This was not the first time I’d encountered references to bees in Lithuania. During previous visits, my Lithuanian friends had told me about the significance of bees to their culture.

Lithuanians don’t speak about bees grouping together in a colony like English-speakers do. Instead, the word for a human family (šeimas) is used. In the Lithuanian language, there are separate words for death depending on whether you’re talking about people or animals, but for bees – and only for bees – the former is used. And if you want to show a new-found Lithuanian pal what a good friend they are, you might please them by calling them bičiulis, a word roughly equivalent to ‘mate’, which has its root in bitė – bee. In Lithuania, it seems, a bee is like a good friend and a good friend is like a bee.

Seeing the shrine in Šventoji made me wonder: could all these references be explained by ancient Lithuanians worshipping bees as part of their pagan practices?

Lithuania has an extensive history of paganism. In fact, Lithuania was the last pagan state in Europe. Almost 1,000 years after the official conversion of the Roman Empire facilitated the gradual spread of Christianity, the Lithuanians continued to perform their ancient animist rituals and worship their gods in sacred groves. In the 12th Century, modern-day Estonia and Latvia were overrun and forcibly converted by crusaders, but the Lithuanians successfully resisted their attacks. Eventually, the state gave up paganism of its own accord: Grand Duke Jogaila converted to Catholicism in 1386 in order to marry the Queen of Poland.

This rich pagan history is understandably a source of fascination for modern Lithuanians – and many others besides. The problem is that few primary sources exist to tell us what Lithuanians believed before the arrival of Christianity. We can be sure that the god of thunder Perkūnas was of great importance as he is extensively documented in folklore and song, but most of the pantheon is based on guesswork. However, the Lithuanian language may provide – not proof, exactly, but clues, tantalising hints, about those gaps in the country’s past.

In Kaunas, Lithuania’s second-largest city, I spoke to Dalia Senvaitytė, a professor of cultural anthropology at Vytautas Magnus University. She was sceptical about my bee-worshipping theory, telling me that there may have been a bee goddess by the name of Austėja, but she’s attested in just one source: a 16th-Century book on traditional Lithuanian beliefs written by a Polish historian.

It’s more likely, she said, that these bee-related terms reflect the significance of bees in medieval Lithuania. Beekeeping, she explained “was regulated by community rules, as well as in special formal regulations”. Honey and beeswax were abundant and among the main exports, I learned, which is why its production was strictly controlled.

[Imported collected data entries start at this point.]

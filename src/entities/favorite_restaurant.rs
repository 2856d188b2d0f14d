//! Favorite restaurant entity - a (user, restaurant) bookmark.

use sea_orm::entity::prelude::*;
use serde::{Deserialize, Serialize};

/// Favorite restaurant database model
#[derive(Clone, Debug, PartialEq, Eq, DeriveEntityModel, Serialize, Deserialize)]
#[sea_orm(table_name = "favorite_restaurants")]
pub struct Model {
    /// Unique identifier
    #[sea_orm(primary_key)]
    pub id: i64,
    /// Auth-provider user id
    #[sea_orm(indexed)]
    pub user_id: String,
    /// Bookmarked restaurant
    pub restaurant_id: i64,
    /// When the bookmark was made
    pub created_at: DateTimeUtc,
}

/// Defines relationships between `FavoriteRestaurant` and other entities
#[derive(Copy, Clone, Debug, EnumIter, DeriveRelation)]
pub enum Relation {
    /// Each favorite points at one restaurant
    #[sea_orm(
        belongs_to = "super::restaurant::Entity",
        from = "Column::RestaurantId",
        to = "super::restaurant::Column::Id",
        on_delete = "Cascade"
    )]
    Restaurant,
}

impl Related<super::restaurant::Entity> for Entity {
    fn to() -> RelationDef {
        Relation::Restaurant.def()
    }
}

impl ActiveModelBehavior for ActiveModel {}
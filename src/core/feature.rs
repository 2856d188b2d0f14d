//! Feature business logic - amenities a restaurant highlights (outdoor seating, wifi, ...).
//!
//! Form handling and title uniqueness live in [`highlight`].

use crate::{
    core::highlight::{self, HighlightInput},
    entities::{Feature, feature},
    errors::{Error, Result},
};
use sea_orm::{QueryOrder, Set, prelude::*};
use tracing::instrument;

async fn get_restaurant_feature(
    db: &DatabaseConnection,
    restaurant_id: i64,
    feature_id: i64,
) -> Result<feature::Model> {
    Feature::find_by_id(feature_id)
        .filter(feature::Column::RestaurantId.eq(restaurant_id))
        .one(db)
        .await?
        .ok_or_else(|| Error::not_found("feature", feature_id))
}

async fn ensure_unique_title(
    db: &DatabaseConnection,
    restaurant_id: i64,
    title: &str,
    exclude_id: Option<i64>,
) -> Result<()> {
    let existing = list_features(db, restaurant_id).await?;
    highlight::ensure_unique_title(
        "feature",
        existing.iter().map(|item| (item.id, item.title.as_str())),
        title,
        exclude_id,
    )
}

/// Features of a restaurant in the order they were added.
pub async fn list_features(
    db: &DatabaseConnection,
    restaurant_id: i64,
) -> Result<Vec<feature::Model>> {
    Feature::find()
        .filter(feature::Column::RestaurantId.eq(restaurant_id))
        .order_by_asc(feature::Column::Id)
        .all(db)
        .await
        .map_err(Into::into)
}

/// Adds a feature.
#[instrument(skip(db, input))]
pub async fn create_feature(
    db: &DatabaseConnection,
    restaurant_id: i64,
    input: HighlightInput,
) -> Result<feature::Model> {
    let valid = input.validate()?;
    ensure_unique_title(db, restaurant_id, &valid.title, None).await?;

    feature::ActiveModel {
        restaurant_id: Set(restaurant_id),
        title: Set(valid.title),
        description: Set(valid.description),
        icon: Set(valid.icon),
        created_at: Set(chrono::Utc::now()),
        ..Default::default()
    }
    .insert(db)
    .await
    .map_err(Into::into)
}

/// Edits a feature.
#[instrument(skip(db, input))]
pub async fn update_feature(
    db: &DatabaseConnection,
    restaurant_id: i64,
    feature_id: i64,
    input: HighlightInput,
) -> Result<feature::Model> {
    let valid = input.validate()?;
    let existing = get_restaurant_feature(db, restaurant_id, feature_id).await?;
    ensure_unique_title(db, restaurant_id, &valid.title, Some(feature_id)).await?;

    let mut feature: feature::ActiveModel = existing.into();
    feature.title = Set(valid.title);
    feature.description = Set(valid.description);
    feature.icon = Set(valid.icon);
    feature.update(db).await.map_err(Into::into)
}

/// Removes a feature.
#[instrument(skip(db))]
pub async fn delete_feature(
    db: &DatabaseConnection,
    restaurant_id: i64,
    feature_id: i64,
) -> Result<()> {
    get_restaurant_feature(db, restaurant_id, feature_id)
        .await?
        .delete(db)
        .await?;
    Ok(())
}

#[cfg(test)]
mod tests {
    #![allow(clippy::unwrap_used)]
    use super::*;
    use crate::test_utils::*;

    #[tokio::test]
    async fn test_features_are_separate_from_services() -> Result<()> {
        let (db, restaurant) = setup_with_restaurant().await?;
        let wifi = HighlightInput {
            title: "Free Wifi".to_string(),
            ..Default::default()
        };
        crate::core::service::create_service(&db, restaurant.id, wifi.clone()).await?;

        // Same title is fine across kinds, not within one
        let feature = create_feature(&db, restaurant.id, wifi.clone()).await?;
        let again = create_feature(&db, restaurant.id, wifi).await;
        assert!(matches!(again.unwrap_err(), Error::Duplicate { entity: "feature", .. }));

        delete_feature(&db, restaurant.id, feature.id).await?;
        assert!(list_features(&db, restaurant.id).await?.is_empty());
        Ok(())
    }
}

But the fact that these references to bees have been preserved over hundreds of years demonstrates something rather interesting about the Lithuanian language: according to the Lithuanian Quarterly Journal of Arts and Sciences, it’s the most conservative of all living Indo-European languages. While its grammar, vocabulary and characteristic sounds have changed over time, they’ve done so only very slowly. For this reason, the Lithuanian language is of enormous use to researchers trying to reconstruct Proto-Indo-European, the single language, spoken around four to five millennia ago, that was the progenitor of tongues as diverse as English, Armenian, Italian and Bengali.

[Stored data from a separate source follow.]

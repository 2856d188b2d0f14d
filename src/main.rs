use dotenvy::dotenv;
use restaurant_directory::{
    api::{AppState, build_app},
    config::{database, settings},
    core::cuisine,
    errors::Result,
};
use tokio::net::TcpListener;
use tracing::{error, info};
use tracing_subscriber::EnvFilter;

#[tokio::main]
async fn main() -> Result<()> {
    // 1. Tracing first so config loading is logged
    tracing_subscriber::fmt()
        .with_env_filter(
            EnvFilter::try_from_default_env().unwrap_or_else(|_| EnvFilter::new("info")),
        )
        .init();

    // 2. .env is optional, variables may come from the environment
    dotenv().ok();

    // 3. Settings file plus DATABASE_URL override
    let app_config = settings::load_app_configuration()
        .inspect_err(|e| error!("Failed to load configuration: {}", e))?;

    // 4. Database and schema
    let db = database::create_connection(&app_config.database.url)
        .await
        .inspect_err(|e| error!("Failed to connect to database: {}", e))?;
    database::create_tables(&db)
        .await
        .inspect(|()| info!("Database schema ready."))?;

    // 5. Cuisines listed in config.toml
    let seeded = cuisine::seed_cuisines(&db, &app_config.cuisines)
        .await
        .inspect_err(|e| error!("Failed to seed cuisines: {}", e))?;
    if seeded > 0 {
        info!("Seeded {} cuisines.", seeded);
    }

    // 6. Serve until Ctrl+C
    let bind_address = app_config.server.bind_address.clone();
    let app = build_app(AppState::new(db, app_config));
    let listener = TcpListener::bind(&bind_address).await?;
    info!("Listening on {}", bind_address);

    axum::serve(listener, app)
        .with_graceful_shutdown(shutdown_signal())
        .await?;

    info!("Server stopped.");
    Ok(())
}

async fn shutdown_signal() {
    if let Err(e) = tokio::signal::ctrl_c().await {
        error!("Failed to listen for shutdown signal: {}", e);
    }
}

All these languages are related, but profound sound shifts that have gradually taken place have made them distinct from one another. You’d need to be a language expert to see the connection between English ‘five’ and French cinq – let alone the word that Proto-Indo-Europeans are thought to have used, pénkʷe. However, that connection is slightly easier to make out from the Latvian word pieci, and no trouble at all with Lithuanian penki. This is why famous French linguist Antoine Meillet once declared that “anyone wishing to hear how Indo-Europeans spoke should come and listen to a Lithuanian peasant”.

Lines can be drawn to other ancient languages too, even those that are quite geographically distant. For example, the Lithuanian word for castle or fortress – pilis – is completely different from those used by its non-Baltic neighbours, but is recognisably similar to the Ancient Greek word for town, polis. Surprisingly, Lithuanian is also thought to be the closest surviving European relative to Sanskrit, the oldest written Indo-European language, which is still used in Hindu ceremonies.

This last detail has led to claims of similarities between Indian and ancient Baltic cultures. A Lithuanian friend, Dovilas Bukauskas, told me about an event organised by local pagans that he attended. It began with the blessing of a figure of a grass snake – a sacred animal in Baltic tradition – and ended with a Hindu chant.

I asked Senvaitytė about the word gyvatė. This means ‘snake’, but it shares the same root with gyvybė, which means ‘life’. The grass snake has long been a sacred animal in Lithuania, reverenced as a symbol of fertility and luck, partially for its ability to shed its skin. A coincidence? Perhaps, but Senvaitytė thinks in this case probably not.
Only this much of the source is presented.